The Board met in February and November 2014, and considered matters including opportunities for Framework project-funding, the Scottish Safety Camera Programme Review, school bus safety, 20mph guidance and limits for local authorities, a Scottish Road Safety week, speed awareness courses, road casualty figures and the A9 average speed camera initiative. The minutes of all meetings can be found on the road safety section of the Transport Scotland website.
Research, Communication and Sharing Good Practice
To facilitate and support a range of activity to aid the delivery of the Framework, a Project Fund was made available in 2014 to fund small-scale projects that contribute to commitments in the Framework. In previous years, this was known as the "Innovation Fund", but this had limited success in attracting successful funding applications.

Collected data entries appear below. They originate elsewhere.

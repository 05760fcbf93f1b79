use crate::parser::WordComparer;

/// The keyword table shared by every clause parser. Built once per cursor.
#[derive(Debug)]
pub struct QueryComparers {
    pub select: WordComparer,
    pub distinct: WordComparer,
    pub alias: WordComparer,
    pub from: WordComparer,
    pub join: WordComparer,
    pub inner_join: WordComparer,
    pub left_join: WordComparer,
    pub left_outer_join: WordComparer,
    pub right_join: WordComparer,
    pub right_outer_join: WordComparer,
    pub full_join: WordComparer,
    pub full_outer_join: WordComparer,
    pub on: WordComparer,
    pub r#where: WordComparer,
    pub group_by: WordComparer,
    pub having: WordComparer,
    pub order_by: WordComparer,
    pub limit: WordComparer,
    pub offset: WordComparer,
    pub and: WordComparer,
    pub or: WordComparer,
    pub not: WordComparer,
    pub between: WordComparer,
    pub not_between: WordComparer,
    pub like: WordComparer,
    pub not_like: WordComparer,
    pub is_null: WordComparer,
    pub is_not_null: WordComparer,
    pub r#in: WordComparer,
    pub not_in: WordComparer,
    pub asc: WordComparer,
    pub desc: WordComparer,
    pub b_true: WordComparer,
    pub b_false: WordComparer,
    pub null: WordComparer,
}

impl Default for QueryComparers {
    fn default() -> Self {
        Self::new()
    }
}

impl QueryComparers {
    pub fn new() -> Self {
        Self {
            select: WordComparer::new("SELECT"),
            distinct: WordComparer::new("DISTINCT"),
            alias: WordComparer::new("AS"),
            from: WordComparer::new("FROM"),
            join: WordComparer::new("JOIN"),
            inner_join: WordComparer::new("INNER JOIN"),
            left_join: WordComparer::new("LEFT JOIN"),
            left_outer_join: WordComparer::new("LEFT OUTER JOIN"),
            right_join: WordComparer::new("RIGHT JOIN"),
            right_outer_join: WordComparer::new("RIGHT OUTER JOIN"),
            full_join: WordComparer::new("FULL JOIN"),
            full_outer_join: WordComparer::new("FULL OUTER JOIN"),
            on: WordComparer::new("ON"),
            r#where: WordComparer::new("WHERE"),
            group_by: WordComparer::new("GROUP BY"),
            having: WordComparer::new("HAVING"),
            order_by: WordComparer::new("ORDER BY"),
            limit: WordComparer::new("LIMIT"),
            offset: WordComparer::new("OFFSET"),
            and: WordComparer::new("AND"),
            or: WordComparer::new("OR"),
            not: WordComparer::new("NOT"),
            between: WordComparer::new("BETWEEN"),
            not_between: WordComparer::new("NOT BETWEEN"),
            like: WordComparer::new("LIKE"),
            not_like: WordComparer::new("NOT LIKE"),
            is_null: WordComparer::new("IS NULL"),
            is_not_null: WordComparer::new("IS NOT NULL"),
            r#in: WordComparer::new("IN"),
            not_in: WordComparer::new("NOT IN"),
            asc: WordComparer::new("ASC"),
            desc: WordComparer::new("DESC"),
            b_true: WordComparer::new("TRUE"),
            b_false: WordComparer::new("FALSE"),
            null: WordComparer::new("NULL"),
        }
    }
}
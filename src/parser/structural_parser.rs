use tracing::debug;

use crate::model::QueryStructure;
use crate::parser::clauses::{
    ConditionParser, FromParser, GroupByParser, JoinParser, LimitOffsetParser, OrderByParser,
    SelectListParser,
};
use crate::parser::{ParseError, Phase, QueryCursor};

/// Reverse engineer: turns a SELECT statement back into the editable query
/// model. Clause-oriented, not a full grammar; any shape outside the model
/// (subqueries, CASE, window functions) fails the whole parse so callers can
/// fall back to opaque text editing.
pub struct StructuralParser;

impl StructuralParser {
    pub fn parse(sql: &str) -> Result<QueryStructure, ParseError> {
        let mut cursor = QueryCursor::new(sql);
        let result = Self::parse_with(&mut cursor);

        match &result {
            Ok(query) => debug!(
                select_items = query.select_columns.len(),
                joins = query.joins.len(),
                where_conditions = query.where_conditions.len(),
                "parsed select statement"
            ),
            Err(error) => debug!(%error, "statement did not parse"),
        }

        result
    }

    fn parse_with(cursor: &mut QueryCursor) -> Result<QueryStructure, ParseError> {
        cursor.next_non_whitespace();

        let Some(len) = cursor.comparers.select.matched_len(cursor) else {
            return ParseError::new("statement must start with SELECT", cursor.position, cursor)
                .err();
        };
        cursor.jump(len);
        cursor.next_non_whitespace();

        let mut query = QueryStructure::default();

        if let Some(len) = cursor.comparers.distinct.matched_len(cursor) {
            cursor.jump(len);
            query.distinct = true;
        }

        while cursor.phase != Phase::Eof {
            match cursor.phase {
                Phase::SelectList => query.select_columns = SelectListParser::parse(cursor)?,
                Phase::From => query.from_tables = FromParser::parse(cursor)?,
                Phase::Joins => query.joins = JoinParser::parse(cursor)?,
                Phase::Where => {
                    query.where_conditions = ConditionParser::parse(cursor, Phase::Where)?
                }
                Phase::GroupBy => query.group_by_columns = GroupByParser::parse(cursor)?,
                Phase::Having => {
                    query.having_conditions = ConditionParser::parse(cursor, Phase::Having)?
                }
                Phase::OrderBy => query.order_by_columns = OrderByParser::parse(cursor)?,
                Phase::LimitOffset => {
                    let (limit, offset) = LimitOffsetParser::parse(cursor)?;
                    query.limit = limit;
                    query.offset = offset;
                }
                Phase::Eof => {}
            }
        }

        if query.from_tables.is_empty() {
            return ParseError::new("missing FROM clause", cursor.position, cursor).err();
        }

        Ok(query)
    }
}

impl TryFrom<&str> for QueryStructure {
    type Error = ParseError;

    fn try_from(value: &str) -> Result<Self, Self::Error> {
        StructuralParser::parse(value)
    }
}
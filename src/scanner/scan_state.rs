use std::fmt;

#[derive(Debug, Clone, Copy, PartialEq, Eq)]
pub enum ScanState {
    Code,
    SingleQuote,
    DoubleQuote,
    LineComment,
    BlockComment,
}

impl ScanState {
    pub fn is_code(&self) -> bool {
        matches!(self, ScanState::Code)
    }

    pub fn is_comment(&self) -> bool {
        matches!(self, ScanState::LineComment | ScanState::BlockComment)
    }

    pub fn is_string(&self) -> bool {
        matches!(self, ScanState::SingleQuote | ScanState::DoubleQuote)
    }
}

impl fmt::Display for ScanState {
    fn fmt(&self, f: &mut fmt::Formatter<'_>) -> fmt::Result {
        match self {
            ScanState::Code => write!(f, "code"),
            ScanState::SingleQuote => write!(f, "single-quote"),
            ScanState::DoubleQuote => write!(f, "double-quote"),
            ScanState::LineComment => write!(f, "line-comment"),
            ScanState::BlockComment => write!(f, "block-comment"),
        }
    }
}
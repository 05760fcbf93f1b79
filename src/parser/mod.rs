pub mod phase;
pub use phase::*;

pub mod query_cursor;
pub use query_cursor::*;

pub mod word_comparer;
pub use word_comparer::*;

pub mod query_comparers;
pub use query_comparers::*;

pub mod parse_error;
pub use parse_error::*;

pub mod clauses;

pub mod structural_parser;
pub use structural_parser::*;
use std::fmt;

use serde::{Deserialize, Serialize};

use crate::model::ComparisonOp;

#[derive(Debug, Clone, Copy, PartialEq, Eq, Serialize, Deserialize)]
pub enum JoinType {
    Inner,
    Left,
    Right,
    FullOuter,
}

impl fmt::Display for JoinType {
    fn fmt(&self, f: &mut fmt::Formatter<'_>) -> fmt::Result {
        match self {
            JoinType::Inner => write!(f, "INNER JOIN"),
            JoinType::Left => write!(f, "LEFT JOIN"),
            JoinType::Right => write!(f, "RIGHT JOIN"),
            JoinType::FullOuter => write!(f, "FULL OUTER JOIN"),
        }
    }
}

/// One `left = right` pairing of an ON clause; both sides are table-qualified.
#[derive(Debug, Clone, PartialEq, Serialize, Deserialize)]
pub struct JoinCondition {
    pub left_ref: String,
    pub left_column: String,
    pub operator: ComparisonOp,
    pub right_ref: String,
    pub right_column: String,
}

#[derive(Debug, Clone, PartialEq, Serialize, Deserialize)]
pub struct JoinClause {
    pub join_type: JoinType,
    pub table: String,
    pub alias: Option<String>,
    pub conditions: Vec<JoinCondition>,
}

#[cfg(test)]
mod tests {
    use crate::model::JoinType;

    #[test]
    pub fn test_join_type_display() {
        assert_eq!(JoinType::Inner.to_string(), "INNER JOIN");
        assert_eq!(JoinType::Left.to_string(), "LEFT JOIN");
        assert_eq!(JoinType::Right.to_string(), "RIGHT JOIN");
        assert_eq!(JoinType::FullOuter.to_string(), "FULL OUTER JOIN");
    }
}
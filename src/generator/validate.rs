use crate::generator::Dialect;
use crate::model::{
    ComparisonOp, Condition, JoinType, Literal, Operand, QueryStructure,
};

/// Structural problems found while generating. Errors make the result
/// invalid; warnings are surfaced to the UI but never block generation.
#[derive(Debug, Clone, Default, PartialEq)]
pub struct Validation {
    pub errors: Vec<String>,
    pub warnings: Vec<String>,
}

/// Checks a query structure against its own declarations. Every problem is
/// collected; nothing short-circuits, so the caller sees all of them in one
/// pass.
pub fn validate(query: &QueryStructure, dialect: &Dialect) -> Validation {
    let mut validation = Validation::default();

    if query.from_tables.is_empty() {
        validation
            .errors
            .push("query must reference at least one FROM table".to_string());
    }

    check_duplicate_names(query, &mut validation);

    for column in &query.select_columns {
        check_reference(query, column.table_ref.as_deref(), "SELECT", &mut validation);
    }

    for join in &query.joins {
        if join.conditions.is_empty() {
            validation
                .errors
                .push(format!("join on '{}' has no ON conditions", join.table));
        }
        if join.join_type == JoinType::FullOuter && !dialect.supports_full_outer_join {
            validation.warnings.push(format!(
                "dialect does not support FULL OUTER JOIN (table '{}')",
                join.table
            ));
        }
        for condition in &join.conditions {
            check_reference(query, Some(&condition.left_ref), "JOIN", &mut validation);
            check_reference(query, Some(&condition.right_ref), "JOIN", &mut validation);
        }
    }

    for condition in &query.where_conditions {
        check_condition(query, condition, "WHERE", &mut validation);
    }
    for condition in &query.having_conditions {
        check_condition(query, condition, "HAVING", &mut validation);
    }

    for column in &query.group_by_columns {
        check_reference(query, column.table_ref.as_deref(), "GROUP BY", &mut validation);
    }
    for column in &query.order_by_columns {
        check_reference(query, column.table_ref.as_deref(), "ORDER BY", &mut validation);
    }

    if let Some(limit) = query.limit {
        if limit < 0 {
            validation.errors.push(format!("LIMIT must be non-negative, got {}", limit));
        }
    }
    if let Some(offset) = query.offset {
        if offset < 0 {
            validation.errors.push(format!("OFFSET must be non-negative, got {}", offset));
        }
    }

    validation
}

fn check_duplicate_names(query: &QueryStructure, validation: &mut Validation) {
    let mut seen: Vec<String> = vec![];

    for name in query.declared_names() {
        if seen.iter().any(|known| known.eq_ignore_ascii_case(&name)) {
            validation
                .warnings
                .push(format!("duplicate table name or alias '{}'", name));
        } else {
            seen.push(name);
        }
    }
}

fn check_reference(
    query: &QueryStructure,
    table_ref: Option<&str>,
    clause: &str,
    validation: &mut Validation,
) {
    if let Some(reference) = table_ref {
        if !query.declares(reference) {
            validation.errors.push(format!(
                "unknown table reference '{}' in {} clause",
                reference, clause
            ));
        }
    }
}

fn check_condition(
    query: &QueryStructure,
    condition: &Condition,
    clause: &str,
    validation: &mut Validation,
) {
    check_reference(query, condition.table_ref.as_deref(), clause, validation);

    for value in operand_values(&condition.operand) {
        if let Literal::Column { table_ref: Some(table), .. } = value {
            check_reference(query, Some(table), clause, validation);
        }
    }

    let shape_error = match condition.operator {
        ComparisonOp::Between => (!matches!(condition.operand, Operand::Range { .. }))
            .then(|| format!("BETWEEN on '{}' requires minimum and maximum values", condition.column)),
        ComparisonOp::In => match &condition.operand {
            Operand::List(values) if !values.is_empty() => None,
            _ => Some(format!("IN on '{}' requires at least one value", condition.column)),
        },
        ComparisonOp::IsNull | ComparisonOp::IsNotNull => {
            (!matches!(condition.operand, Operand::None))
                .then(|| format!("null check on '{}' does not take a value", condition.column))
        }
        _ => (!matches!(condition.operand, Operand::Value(_)))
            .then(|| format!("operator {} on '{}' requires a value", condition.operator, condition.column)),
    };

    if let Some(error) = shape_error {
        validation.errors.push(error);
    }
}

fn operand_values(operand: &Operand) -> Vec<&Literal> {
    match operand {
        Operand::None => vec![],
        Operand::Value(value) => vec![value],
        Operand::List(values) => values.iter().collect(),
        Operand::Range { min, max } => vec![min, max],
    }
}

The 2014 Project Fund application process was reviewed and simplified to encourage more partners to consider applying and to facilitate a broader range of projects. Funding was awarded to a range of small-scale projects and resources in 2014/15 that will aim to deliver outcomes which contribute to Framework themes including Older Drivers, Pedal Cyclists, Speed, People Who Drive For Work, Children & Young People, Pre-Drivers and Drivers Aged 17-25. In line with our commitment to intelligence-led road safety targeting, there is an emphasis on and requirement for projects to evaluate and report on their impact.
Evaluation and Evidence
Continuing the theme of evaluation, Transport Scotland and the Scottish Government's Community Safety Unit have jointly put in place an Evaluation Framework contract, which allows us to offer evaluation training support for external partners. This work also seeks to facilitate skills transfer, so that those who receive this training and support are encouraged to pass these evaluation skills on to others. We want to encourage our partners to evaluate the work that they do.
Independent evaluation support has continued to be developed through the Framework contract this year to evaluate an enhanced school bus signage pilot in Glasgow and to assess the possible impact of the Safe Drive Stay Alive young driver intervention activity that is delivered across Scotland.
We continued to fund the MAST licence in 2014/15 and make this available free of charge to road safety and community safety practitioners across Scotland. MAST is an online reporting tool which provides nationwide access to analysed STATS19 data combined with other useful information into one easily accessible and usable system.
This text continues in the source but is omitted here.